Eight Infamous Words
Rewind to last August, when DoubleShot Coffee Co. owner Brian Franklin took to Twitter with eight now-infamous words that read simply: "Notice: No breastfeeding at the DoubleShot. Thank you." The request quickly garnered the wrath of local moms as well as sympathizers around the globe.
Within the day, Franklin backtracked after many people pointed out the illegal nature of his request. First, he tried denial -- he deleted his first tweet. Next, he tried bargaining: "Settle down, folks. We just don't like walking across the room and seeing your breast. Maybe you could do it in private." But the Twitterverse would have none of it, so he backtracked even further: "Ok ok, breastfeeding allowed again at the DoubleShot. Hey! Breastfeeding all around. : )"
Then, like an awkward joke in a silent room, he sent out one last missive: "I was just kidding anyway. Didn't expect that blow up. Sorry to get you guys riled up."
By this point, the tweet had gone viral and Franklin couldn't unruffle the feathers of lactating moms everywhere (or of those who love them or used to be one of them). So, he defended his "just kidding anyway" views in an epistle sent to KOKI-TV Fox News 23.
"My capitalist ideals tell me that business owners should be able to make their own rules and individuals should then decide if they want to support that business or not. As it is, the overregulation of our government seems to step in and tell us everything that we can and can't do. I agree with the rights of people to boycott businesses they dislike, though in this case, people are mislead (sic)," Franklin wrote.
Capitalism vs. Lactivism?
![]() Mother Knows Breast. Joe O'Shansky |
Here lies the crossroads between capitalism and lactivism, where "capitalist ideals" may raise the hackles of another's mothering instincts, where what's best for baby may offend sensitive eyes. Most of the time, however, nursing in public goes unnoticed or is positively reinforced. Tulsa mother of four Jessica David, who breastfeeds her 5-month-old son, Christian, said she's nursed all of her children and has received nothing but positive comments.
"Some people say, 'Just pump before you leave the house.' Well, that's hard to do, not everyone has a pump and if you're like me, for whatever reason, I can't pump with Christian. Only his natural sucking produces the milk," she explained. And besides, David said, "Breastfeeding on the go means the milk is always the right temperature."
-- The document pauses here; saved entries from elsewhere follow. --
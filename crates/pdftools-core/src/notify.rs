//! Notifications and the loading overlay
//!
//! A single notification element is shared by the whole page. Each new
//! notification cancels the pending auto-hide of the previous one, so the
//! latest message is always visible for the full timeout.

use std::cell::{Cell, RefCell};
use std::rc::Rc;
use std::time::Duration;

use tracing::debug;

use crate::ui::{Display, Timer, UiElement};

#[derive(Debug, Clone, Copy, PartialEq, Eq, Default)]
pub enum NotificationKind {
    #[default]
    Success,
    Error,
}

impl NotificationKind {
    pub fn class_name(&self) -> &'static str {
        match self {
            NotificationKind::Success => "notification",
            NotificationKind::Error => "notification error",
        }
    }
}

#[derive(Debug, Clone, PartialEq, Eq, Default)]
pub struct NotificationState {
    pub message: String,
    pub kind: NotificationKind,
    pub visible: bool,
}

pub struct NotificationCenter<E: UiElement, T: Timer> {
    notification: E,
    overlay: E,
    timer: T,
    timeout: Duration,
    state: Rc<RefCell<NotificationState>>,
    pending: RefCell<Option<T::Handle>>,
    generation: Rc<Cell<u64>>,
}

impl<E: UiElement, T: Timer> NotificationCenter<E, T> {
    pub fn new(notification: E, overlay: E, timer: T, timeout: Duration) -> Self {
        Self {
            notification,
            overlay,
            timer,
            timeout,
            state: Rc::new(RefCell::new(NotificationState::default())),
            pending: RefCell::new(None),
            generation: Rc::new(Cell::new(0)),
        }
    }

    pub fn notify(&self, message: &str, kind: NotificationKind) {
        self.cancel_pending();

        self.notification.set_text(message);
        self.notification.set_class_name(kind.class_name());
        self.notification.set_display(Display::Block);
        *self.state.borrow_mut() = NotificationState {
            message: message.to_string(),
            kind,
            visible: true,
        };
        debug!(?kind, text = message, "notification shown");

        let generation = self.bump_generation();
        let current = Rc::clone(&self.generation);
        let element = self.notification.clone();
        let state = Rc::clone(&self.state);
        let handle = self.timer.schedule(
            self.timeout,
            Box::new(move || {
                if current.get() == generation {
                    element.set_display(Display::None);
                    state.borrow_mut().visible = false;
                }
            }),
        );
        *self.pending.borrow_mut() = Some(handle);
    }

    pub fn success(&self, message: &str) {
        self.notify(message, NotificationKind::Success);
    }

    pub fn error(&self, message: &str) {
        self.notify(message, NotificationKind::Error);
    }

    /// Hide the notification now and drop its pending auto-hide
    pub fn hide(&self) {
        self.cancel_pending();
        self.bump_generation();
        self.notification.set_display(Display::None);
        self.state.borrow_mut().visible = false;
    }

    pub fn state(&self) -> NotificationState {
        self.state.borrow().clone()
    }

    pub fn show_loading(&self) {
        self.overlay.set_display(Display::Flex);
    }

    pub fn hide_loading(&self) {
        self.overlay.set_display(Display::None);
    }

    fn cancel_pending(&self) {
        if let Some(handle) = self.pending.borrow_mut().take() {
            self.timer.cancel(handle);
        }
    }

    fn bump_generation(&self) -> u64 {
        let next = self.generation.get().wrapping_add(1);
        self.generation.set(next);
        next
    }
}
//! `fetch`-backed transport

use js_sys::Uint8Array;
use pdftools_core::{HttpResponse, Transport, TransportError};
use wasm_bindgen::prelude::*;
use wasm_bindgen::JsCast;
use wasm_bindgen_futures::JsFuture;
use web_sys::{FormData, Request, RequestInit, Response, Window};

use crate::dom::js_error_message;

pub struct FetchTransport {
    window: Window,
}

impl FetchTransport {
    pub fn new(window: Window) -> Self {
        Self { window }
    }
}

fn transport_error(value: JsValue) -> TransportError {
    TransportError(js_error_message(&value))
}

impl Transport<FormData> for FetchTransport {
    async fn post(&self, url: &str, payload: FormData) -> Result<HttpResponse, TransportError> {
        let opts = RequestInit::new();
        opts.set_method("POST");
        opts.set_body(&payload);

        let request = Request::new_with_str_and_init(url, &opts).map_err(transport_error)?;

        let resp_value = JsFuture::from(self.window.fetch_with_request(&request))
            .await
            .map_err(transport_error)?;
        let resp: Response = resp_value.dyn_into().map_err(transport_error)?;

        let content_disposition = resp
            .headers()
            .get("Content-Disposition")
            .map_err(transport_error)?;

        let buffer = JsFuture::from(resp.array_buffer().map_err(transport_error)?)
            .await
            .map_err(transport_error)?;
        let body = Uint8Array::new(&buffer).to_vec();

        Ok(HttpResponse {
            status: resp.status(),
            content_disposition,
            body,
        })
    }
}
Shields echoed the sentiment about the convenience and practicality of feeding baby on the go, though she said she feels more comfortable nursing with an apron-like cover. "I use this nursing cover everywhere we go, and pretty much feed her (daughter) in public anywhere I am," she said.
During a major life change like entering motherhood, convenience is no cheap commodity. So nurse on, mamas, nurse on.